Collected data:
^^^^

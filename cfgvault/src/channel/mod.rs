//! Channel layer for interactive shell sessions.
//!
//! This module handles prompt-driven reading on top of any byte-oriented
//! interactive shell, including ANSI stripping and tail pattern search.

mod ansi;
mod buffer;
mod pty;

pub use buffer::PatternBuffer;
pub use pty::{PtyChannel, ReadResult};

use std::future::Future;

use bytes::Bytes;

use crate::error::ChannelError;

/// An open interactive shell on a device.
///
/// Implemented by the SSH transport; tests implement it with scripted or
/// simulated devices. Opening is the transport's job, closing is done by
/// whoever opened it.
pub trait ShellChannel: Send {
    /// Write raw bytes to the shell.
    fn write(&mut self, data: &[u8]) -> impl Future<Output = Result<(), ChannelError>> + Send;

    /// Wait for the next chunk of output. `Ok(None)` means end of stream.
    fn read_chunk(&mut self) -> impl Future<Output = Result<Option<Bytes>, ChannelError>> + Send;

    /// Close the shell and release the underlying connection.
    fn close(self) -> impl Future<Output = Result<(), ChannelError>> + Send
    where
        Self: Sized;
}
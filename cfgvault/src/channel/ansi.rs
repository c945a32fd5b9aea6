//! Terminal escape stripping on top of the `vte` state machine.
//!
//! Network device shells decorate their output with colour codes, cursor
//! movement and carriage returns. Only printable text, newlines and tabs are
//! kept. The parser is stateful, so an escape sequence split across two SSH
//! packets is still removed.

use std::fmt;

use vte::{Parser, Perform};

/// Incremental ANSI/VT100 escape stripper.
pub struct AnsiStripper {
    parser: Parser,
}

impl AnsiStripper {
    pub fn new() -> Self {
        Self {
            parser: Parser::new(),
        }
    }

    /// Feed raw bytes and append the cleaned text to `out`.
    pub fn strip_into(&mut self, data: &[u8], out: &mut Vec<u8>) {
        let mut sink = TextSink { out };
        self.parser.advance(&mut sink, data);
    }
}

impl Default for AnsiStripper {
    fn default() -> Self {
        Self::new()
    }
}

impl fmt::Debug for AnsiStripper {
    fn fmt(&self, f: &mut fmt::Formatter<'_>) -> fmt::Result {
        f.debug_struct("AnsiStripper").finish_non_exhaustive()
    }
}

struct TextSink<'a> {
    out: &'a mut Vec<u8>,
}

impl Perform for TextSink<'_> {
    fn print(&mut self, c: char) {
        let mut utf8 = [0u8; 4];
        self.out
            .extend_from_slice(c.encode_utf8(&mut utf8).as_bytes());
    }

    fn execute(&mut self, byte: u8) {
        match byte {
            b'\n' | b'\t' => self.out.push(byte),
            // Backspace erases the previous character on the terminal.
            0x08 => {
                if self.out.last().is_some_and(|b| *b != b'\n') {
                    self.out.pop();
                }
            }
            _ => {}
        }
    }
}
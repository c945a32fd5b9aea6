//! Session outcomes and the queue items that carry them.

use std::fmt;
use std::sync::Arc;

use crate::device::DeviceRecord;
use crate::error::{ChannelError, TransportError};

/// Why one device produced no configuration.
#[derive(Debug, Clone, PartialEq, Eq)]
pub enum FailureReason {
    /// TCP connect, handshake or login did not finish in time.
    ConnectionTimeout,

    /// Unreachable, refused, host key mismatch or protocol failure.
    Connection(String),

    /// The device rejected the login credentials.
    AuthenticationFailed,

    /// The required rank was not reached within the attempt bound.
    PrivilegeNotAttainable,

    /// The shell presented a prompt no privilege level recognises.
    UnknownPrompt(String),

    /// The dump command failed or the channel broke while running it.
    Command(String),

    /// The configuration could not be written or committed.
    Persistence(String),
}

impl fmt::Display for FailureReason {
    fn fmt(&self, f: &mut fmt::Formatter<'_>) -> fmt::Result {
        match self {
            Self::ConnectionTimeout => f.write_str("connection timeout"),
            Self::Connection(msg) => write!(f, "connection failed: {msg}"),
            Self::AuthenticationFailed => f.write_str("authentication failed"),
            Self::PrivilegeNotAttainable => f.write_str("privilege not attainable"),
            Self::UnknownPrompt(prompt) => write!(f, "unrecognised prompt {prompt:?}"),
            Self::Command(msg) => write!(f, "command failed: {msg}"),
            Self::Persistence(msg) => write!(f, "persistence failed: {msg}"),
        }
    }
}

impl From<TransportError> for FailureReason {
    fn from(err: TransportError) -> Self {
        match err {
            TransportError::Timeout(_) => Self::ConnectionTimeout,
            TransportError::AuthenticationFailed { .. } => Self::AuthenticationFailed,
            other => Self::Connection(other.to_string()),
        }
    }
}

impl From<ChannelError> for FailureReason {
    fn from(err: ChannelError) -> Self {
        Self::Command(err.to_string())
    }
}

/// The result of one device session.
#[derive(Debug)]
pub struct SessionOutcome {
    pub device: Arc<DeviceRecord>,

    /// Raw configuration text, or why there is none.
    pub result: Result<String, FailureReason>,
}

impl SessionOutcome {
    pub fn success(device: Arc<DeviceRecord>, output: String) -> Self {
        Self {
            device,
            result: Ok(output),
        }
    }

    pub fn failure(device: Arc<DeviceRecord>, reason: FailureReason) -> Self {
        Self {
            device,
            result: Err(reason),
        }
    }

    pub fn is_success(&self) -> bool {
        self.result.is_ok()
    }
}

/// Item on the outcome queue.
#[derive(Debug)]
pub enum QueueItem {
    Outcome(SessionOutcome),

    /// No more outcomes will follow.
    EndOfStream,
}
//! Health check infrastructure
//!
//! Component health tracking behind a cloneable registry, consumed by the
//! agent's liveness and readiness probes.

use serde::{Deserialize, Serialize};
use std::collections::HashMap;
use std::sync::Arc;
use tokio::sync::RwLock;

#[derive(Debug, Clone, Copy, PartialEq, Eq, Serialize, Deserialize)]
#[serde(rename_all = "lowercase")]
pub enum ComponentStatus {
    Healthy,
    Degraded,
    Unhealthy,
}

#[derive(Debug, Clone, Serialize, Deserialize)]
pub struct ComponentHealth {
    pub status: ComponentStatus,
    #[serde(skip_serializing_if = "Option::is_none")]
    pub message: Option<String>,
    pub last_check_timestamp: i64,
}

impl ComponentHealth {
    pub fn healthy() -> Self {
        Self {
            status: ComponentStatus::Healthy,
            message: None,
            last_check_timestamp: chrono::Utc::now().timestamp(),
        }
    }

    pub fn degraded(message: impl Into<String>) -> Self {
        Self {
            status: ComponentStatus::Degraded,
            message: Some(message.into()),
            last_check_timestamp: chrono::Utc::now().timestamp(),
        }
    }

    pub fn unhealthy(message: impl Into<String>) -> Self {
        Self {
            status: ComponentStatus::Unhealthy,
            message: Some(message.into()),
            last_check_timestamp: chrono::Utc::now().timestamp(),
        }
    }
}

#[derive(Debug, Clone, Serialize, Deserialize)]
pub struct HealthResponse {
    pub status: ComponentStatus,
    pub components: HashMap<String, ComponentHealth>,
}

impl HealthResponse {
    fn compute_status(components: &HashMap<String, ComponentHealth>) -> ComponentStatus {
        let mut has_degraded = false;
        for health in components.values() {
            match health.status {
                ComponentStatus::Unhealthy => return ComponentStatus::Unhealthy,
                ComponentStatus::Degraded => has_degraded = true,
                ComponentStatus::Healthy => {}
            }
        }
        if has_degraded {
            ComponentStatus::Degraded
        } else {
            ComponentStatus::Healthy
        }
    }
}

#[derive(Debug, Clone, Serialize, Deserialize)]
pub struct ReadinessResponse {
    pub ready: bool,
    #[serde(skip_serializing_if = "Option::is_none")]
    pub reason: Option<String>,
}

/// Component names tracked by the agent.
pub mod components {
    pub const SCANNER: &str = "scanner";
    pub const RECONCILER: &str = "reconciler";
    pub const UPDATER_CLIENT: &str = "updater_client";
}

#[derive(Debug, Clone, Default)]
pub struct HealthRegistry {
    components: Arc<RwLock<HashMap<String, ComponentHealth>>>,
    ready: Arc<RwLock<bool>>,
}

impl HealthRegistry {
    pub fn new() -> Self {
        Self::default()
    }

    pub async fn register(&self, name: &str) {
        self.components
            .write()
            .await
            .insert(name.to_string(), ComponentHealth::healthy());
    }

    pub async fn set_healthy(&self, name: &str) {
        self.components
            .write()
            .await
            .insert(name.to_string(), ComponentHealth::healthy());
    }

    pub async fn set_degraded(&self, name: &str, message: impl Into<String>) {
        self.components
            .write()
            .await
            .insert(name.to_string(), ComponentHealth::degraded(message));
    }

    pub async fn set_unhealthy(&self, name: &str, message: impl Into<String>) {
        self.components
            .write()
            .await
            .insert(name.to_string(), ComponentHealth::unhealthy(message));
    }

    pub async fn set_ready(&self, ready: bool) {
        *self.ready.write().await = ready;
    }

    pub async fn health(&self) -> HealthResponse {
        let components = self.components.read().await.clone();
        let status = HealthResponse::compute_status(&components);
        HealthResponse { status, components }
    }

    pub async fn readiness(&self) -> ReadinessResponse {
        let ready = *self.ready.read().await;
        let health = self.health().await;

        if !ready {
            ReadinessResponse {
                ready: false,
                reason: Some("Agent not yet initialized".to_string()),
            }
        } else if health.status == ComponentStatus::Unhealthy {
            ReadinessResponse {
                ready: false,
                reason: Some("Critical component unhealthy".to_string()),
            }
        } else {
            ReadinessResponse {
                ready: true,
                reason: None,
            }
        }
    }
}

#[cfg(test)]
mod tests {
    use super::*;

    #[tokio::test]
    async fn empty_registry_is_healthy_but_not_ready() {
        let registry = HealthRegistry::new();
        assert_eq!(registry.health().await.status, ComponentStatus::Healthy);
        assert!(!registry.readiness().await.ready);
    }

    #[tokio::test]
    async fn one_unhealthy_component_fails_readiness() {
        let registry = HealthRegistry::new();
        registry.register(components::SCANNER).await;
        registry.register(components::UPDATER_CLIENT).await;
        registry.set_ready(true).await;
        assert!(registry.readiness().await.ready);

        registry
            .set_unhealthy(components::SCANNER, "informer cache sync failed")
            .await;
        assert_eq!(registry.health().await.status, ComponentStatus::Unhealthy);
        assert!(!registry.readiness().await.ready);
    }

    #[tokio::test]
    async fn degraded_components_keep_readiness() {
        let registry = HealthRegistry::new();
        registry.register(components::UPDATER_CLIENT).await;
        registry.set_ready(true).await;
        registry
            .set_degraded(components::UPDATER_CLIENT, "reconnecting")
            .await;

        assert_eq!(registry.health().await.status, ComponentStatus::Degraded);
        assert!(registry.readiness().await.ready);
    }
}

^^^^

What you have to do » Each line from the start of the records through the line holding "mod buffer;" must be returned exactly; nothing else belongs in the answer.

Answer below »
filename cfgvault/src/channel/mod.rs
//! Channel layer for interactive shell sessions.
//!
//! This module handles prompt-driven reading on top of any byte-oriented
//! interactive shell, including ANSI stripping and tail pattern search.

mod ansi;
mod buffer;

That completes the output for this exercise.